Data in this exercise:

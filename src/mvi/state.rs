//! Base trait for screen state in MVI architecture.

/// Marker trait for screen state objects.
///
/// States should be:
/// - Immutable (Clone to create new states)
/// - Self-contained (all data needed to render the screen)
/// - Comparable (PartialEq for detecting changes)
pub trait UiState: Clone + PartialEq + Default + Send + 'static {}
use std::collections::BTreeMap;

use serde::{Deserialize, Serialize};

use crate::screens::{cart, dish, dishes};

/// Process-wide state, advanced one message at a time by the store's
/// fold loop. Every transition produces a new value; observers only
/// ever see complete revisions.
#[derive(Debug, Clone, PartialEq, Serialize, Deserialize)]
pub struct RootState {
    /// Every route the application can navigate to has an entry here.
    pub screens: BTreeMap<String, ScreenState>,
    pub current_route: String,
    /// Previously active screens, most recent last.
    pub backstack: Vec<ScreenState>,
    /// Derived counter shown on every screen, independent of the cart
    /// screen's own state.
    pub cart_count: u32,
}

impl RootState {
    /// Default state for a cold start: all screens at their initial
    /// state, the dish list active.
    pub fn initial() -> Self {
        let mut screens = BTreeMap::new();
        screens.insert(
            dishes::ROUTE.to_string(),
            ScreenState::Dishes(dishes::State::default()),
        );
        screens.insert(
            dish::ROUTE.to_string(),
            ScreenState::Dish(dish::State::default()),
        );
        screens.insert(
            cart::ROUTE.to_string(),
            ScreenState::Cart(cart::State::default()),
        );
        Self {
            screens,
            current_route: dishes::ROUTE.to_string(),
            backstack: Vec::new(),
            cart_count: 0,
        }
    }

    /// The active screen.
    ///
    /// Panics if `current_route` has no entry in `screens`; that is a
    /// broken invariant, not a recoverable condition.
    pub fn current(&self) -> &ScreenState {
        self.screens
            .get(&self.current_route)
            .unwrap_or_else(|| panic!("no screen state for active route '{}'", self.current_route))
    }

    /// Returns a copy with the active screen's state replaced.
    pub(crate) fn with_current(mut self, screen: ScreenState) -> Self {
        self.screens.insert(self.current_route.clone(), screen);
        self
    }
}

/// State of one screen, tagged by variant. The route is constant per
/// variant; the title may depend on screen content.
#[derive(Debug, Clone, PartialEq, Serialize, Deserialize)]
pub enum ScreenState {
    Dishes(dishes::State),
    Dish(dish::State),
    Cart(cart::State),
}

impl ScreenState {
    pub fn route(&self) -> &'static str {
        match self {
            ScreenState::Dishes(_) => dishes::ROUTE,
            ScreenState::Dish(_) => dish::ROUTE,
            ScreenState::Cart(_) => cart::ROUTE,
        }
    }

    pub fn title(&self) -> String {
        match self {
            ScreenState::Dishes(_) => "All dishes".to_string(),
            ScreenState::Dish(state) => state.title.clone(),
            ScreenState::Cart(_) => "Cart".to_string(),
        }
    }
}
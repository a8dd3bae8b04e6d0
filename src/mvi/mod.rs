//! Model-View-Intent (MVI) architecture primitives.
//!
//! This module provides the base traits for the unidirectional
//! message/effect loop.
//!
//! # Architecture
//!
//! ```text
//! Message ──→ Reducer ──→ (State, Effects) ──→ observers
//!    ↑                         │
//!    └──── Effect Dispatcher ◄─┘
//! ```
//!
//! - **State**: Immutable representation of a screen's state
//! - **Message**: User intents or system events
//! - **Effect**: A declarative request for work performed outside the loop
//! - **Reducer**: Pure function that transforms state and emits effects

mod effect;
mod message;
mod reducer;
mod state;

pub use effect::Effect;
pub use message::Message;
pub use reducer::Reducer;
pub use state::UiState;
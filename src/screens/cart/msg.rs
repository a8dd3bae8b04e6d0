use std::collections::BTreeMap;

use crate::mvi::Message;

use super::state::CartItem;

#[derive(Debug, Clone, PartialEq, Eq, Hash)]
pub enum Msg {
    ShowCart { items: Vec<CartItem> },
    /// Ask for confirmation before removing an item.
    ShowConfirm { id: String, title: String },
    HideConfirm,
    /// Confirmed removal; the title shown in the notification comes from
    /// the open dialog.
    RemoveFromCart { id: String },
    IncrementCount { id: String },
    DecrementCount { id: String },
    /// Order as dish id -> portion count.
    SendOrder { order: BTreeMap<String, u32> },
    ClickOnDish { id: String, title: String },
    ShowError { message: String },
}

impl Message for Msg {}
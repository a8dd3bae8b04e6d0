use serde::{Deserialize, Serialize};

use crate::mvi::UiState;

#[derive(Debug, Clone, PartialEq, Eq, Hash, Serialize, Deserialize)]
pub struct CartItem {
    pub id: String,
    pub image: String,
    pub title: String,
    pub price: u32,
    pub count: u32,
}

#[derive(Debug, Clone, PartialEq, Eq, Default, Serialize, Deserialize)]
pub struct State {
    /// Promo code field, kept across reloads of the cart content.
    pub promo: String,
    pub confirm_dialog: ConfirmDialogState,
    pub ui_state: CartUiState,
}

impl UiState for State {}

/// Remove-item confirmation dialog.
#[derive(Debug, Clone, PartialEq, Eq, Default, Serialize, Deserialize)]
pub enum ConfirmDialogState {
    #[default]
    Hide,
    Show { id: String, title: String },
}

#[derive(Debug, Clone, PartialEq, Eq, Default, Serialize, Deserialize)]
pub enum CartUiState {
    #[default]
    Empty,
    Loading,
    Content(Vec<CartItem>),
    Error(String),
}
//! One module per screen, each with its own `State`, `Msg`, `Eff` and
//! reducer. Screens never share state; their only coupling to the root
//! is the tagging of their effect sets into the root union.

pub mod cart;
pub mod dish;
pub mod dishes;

* * *

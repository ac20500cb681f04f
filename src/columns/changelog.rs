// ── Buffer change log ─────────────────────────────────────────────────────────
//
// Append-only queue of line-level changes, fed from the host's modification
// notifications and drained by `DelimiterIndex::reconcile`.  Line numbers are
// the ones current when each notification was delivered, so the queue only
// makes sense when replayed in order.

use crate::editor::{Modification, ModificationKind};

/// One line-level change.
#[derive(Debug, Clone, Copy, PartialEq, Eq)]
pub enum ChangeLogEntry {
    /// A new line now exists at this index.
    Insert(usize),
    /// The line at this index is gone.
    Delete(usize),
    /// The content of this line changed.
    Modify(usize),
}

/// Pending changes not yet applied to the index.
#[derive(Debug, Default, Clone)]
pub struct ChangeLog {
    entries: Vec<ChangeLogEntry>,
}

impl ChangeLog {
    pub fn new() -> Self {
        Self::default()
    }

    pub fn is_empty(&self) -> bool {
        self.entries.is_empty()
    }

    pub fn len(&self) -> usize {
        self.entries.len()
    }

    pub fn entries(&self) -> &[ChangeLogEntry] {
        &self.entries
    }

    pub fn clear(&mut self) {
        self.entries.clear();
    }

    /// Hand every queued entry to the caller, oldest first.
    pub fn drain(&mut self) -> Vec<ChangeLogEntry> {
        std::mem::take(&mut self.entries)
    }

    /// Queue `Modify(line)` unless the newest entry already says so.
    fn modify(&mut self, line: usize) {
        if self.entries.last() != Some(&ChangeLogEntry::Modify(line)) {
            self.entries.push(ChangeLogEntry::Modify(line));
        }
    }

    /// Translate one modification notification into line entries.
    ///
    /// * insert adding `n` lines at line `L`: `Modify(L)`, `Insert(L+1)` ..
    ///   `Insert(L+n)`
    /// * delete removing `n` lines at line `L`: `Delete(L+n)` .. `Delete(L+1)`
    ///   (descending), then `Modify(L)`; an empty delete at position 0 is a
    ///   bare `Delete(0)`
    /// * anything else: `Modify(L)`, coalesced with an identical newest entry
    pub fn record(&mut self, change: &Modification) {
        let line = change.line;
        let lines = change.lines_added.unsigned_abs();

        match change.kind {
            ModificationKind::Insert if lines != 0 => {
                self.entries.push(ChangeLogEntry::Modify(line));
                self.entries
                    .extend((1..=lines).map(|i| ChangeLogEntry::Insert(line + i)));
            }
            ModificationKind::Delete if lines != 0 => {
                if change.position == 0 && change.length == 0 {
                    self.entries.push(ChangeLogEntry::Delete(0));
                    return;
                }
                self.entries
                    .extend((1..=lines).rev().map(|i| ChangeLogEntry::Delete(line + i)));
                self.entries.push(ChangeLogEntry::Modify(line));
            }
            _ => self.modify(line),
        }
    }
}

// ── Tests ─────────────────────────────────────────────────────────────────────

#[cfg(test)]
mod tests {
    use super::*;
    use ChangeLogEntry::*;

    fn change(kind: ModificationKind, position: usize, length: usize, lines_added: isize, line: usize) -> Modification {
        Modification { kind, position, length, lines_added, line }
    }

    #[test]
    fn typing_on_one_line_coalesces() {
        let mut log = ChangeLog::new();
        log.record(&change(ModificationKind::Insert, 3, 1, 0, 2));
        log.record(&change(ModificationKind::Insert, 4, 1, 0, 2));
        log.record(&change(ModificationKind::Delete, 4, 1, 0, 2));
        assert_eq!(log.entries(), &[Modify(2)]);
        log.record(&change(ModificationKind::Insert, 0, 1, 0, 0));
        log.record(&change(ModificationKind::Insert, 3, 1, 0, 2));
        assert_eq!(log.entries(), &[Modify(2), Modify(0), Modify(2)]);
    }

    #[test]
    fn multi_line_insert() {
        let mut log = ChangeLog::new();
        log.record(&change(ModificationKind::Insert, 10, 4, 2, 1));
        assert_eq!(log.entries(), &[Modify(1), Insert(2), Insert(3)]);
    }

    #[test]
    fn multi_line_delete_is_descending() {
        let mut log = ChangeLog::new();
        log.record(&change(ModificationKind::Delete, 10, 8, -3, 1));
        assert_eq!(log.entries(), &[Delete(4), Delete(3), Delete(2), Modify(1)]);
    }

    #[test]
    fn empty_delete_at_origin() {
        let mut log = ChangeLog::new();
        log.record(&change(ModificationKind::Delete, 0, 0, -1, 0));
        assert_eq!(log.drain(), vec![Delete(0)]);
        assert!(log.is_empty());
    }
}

==

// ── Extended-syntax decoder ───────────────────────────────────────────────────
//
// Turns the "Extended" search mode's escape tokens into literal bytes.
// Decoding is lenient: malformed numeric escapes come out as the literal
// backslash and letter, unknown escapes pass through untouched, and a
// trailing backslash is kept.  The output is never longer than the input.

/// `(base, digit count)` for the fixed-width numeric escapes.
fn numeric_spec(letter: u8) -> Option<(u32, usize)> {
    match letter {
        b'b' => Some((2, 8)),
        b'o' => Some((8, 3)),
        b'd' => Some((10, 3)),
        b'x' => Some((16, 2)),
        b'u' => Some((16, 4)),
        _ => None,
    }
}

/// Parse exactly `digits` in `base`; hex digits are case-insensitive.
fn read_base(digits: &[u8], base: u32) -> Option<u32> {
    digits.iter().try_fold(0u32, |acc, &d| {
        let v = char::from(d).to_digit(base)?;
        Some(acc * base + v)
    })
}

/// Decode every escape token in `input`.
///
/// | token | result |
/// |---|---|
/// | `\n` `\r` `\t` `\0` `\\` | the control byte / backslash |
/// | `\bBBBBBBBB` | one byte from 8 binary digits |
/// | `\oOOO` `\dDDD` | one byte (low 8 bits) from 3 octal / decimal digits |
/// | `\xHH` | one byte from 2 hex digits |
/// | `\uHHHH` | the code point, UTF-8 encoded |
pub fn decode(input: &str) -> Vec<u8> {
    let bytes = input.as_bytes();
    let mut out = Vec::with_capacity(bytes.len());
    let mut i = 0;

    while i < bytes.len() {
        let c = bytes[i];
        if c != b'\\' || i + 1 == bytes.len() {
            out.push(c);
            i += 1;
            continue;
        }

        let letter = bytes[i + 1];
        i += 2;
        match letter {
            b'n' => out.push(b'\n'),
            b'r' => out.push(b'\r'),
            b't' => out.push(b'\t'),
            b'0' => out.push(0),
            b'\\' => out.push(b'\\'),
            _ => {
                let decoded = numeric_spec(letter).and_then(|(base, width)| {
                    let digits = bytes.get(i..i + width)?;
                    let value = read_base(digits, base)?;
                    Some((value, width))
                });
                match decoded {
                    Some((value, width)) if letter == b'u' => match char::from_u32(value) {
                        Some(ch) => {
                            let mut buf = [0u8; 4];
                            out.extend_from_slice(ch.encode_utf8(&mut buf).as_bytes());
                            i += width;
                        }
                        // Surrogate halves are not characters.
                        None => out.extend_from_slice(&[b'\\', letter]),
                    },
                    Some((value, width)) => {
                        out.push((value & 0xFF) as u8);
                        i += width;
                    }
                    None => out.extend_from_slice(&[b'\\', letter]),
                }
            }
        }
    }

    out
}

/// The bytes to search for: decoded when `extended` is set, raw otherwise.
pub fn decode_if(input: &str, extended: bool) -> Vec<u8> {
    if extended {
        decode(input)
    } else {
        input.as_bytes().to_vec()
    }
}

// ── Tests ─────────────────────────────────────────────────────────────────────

Task: In the data above, find each line where the string "never" appears, then copy it.

Result for this exercise:
//! reducer. Screens never share state; their only coupling to the root
// trailing backslash is kept.  The output is never longer than the input.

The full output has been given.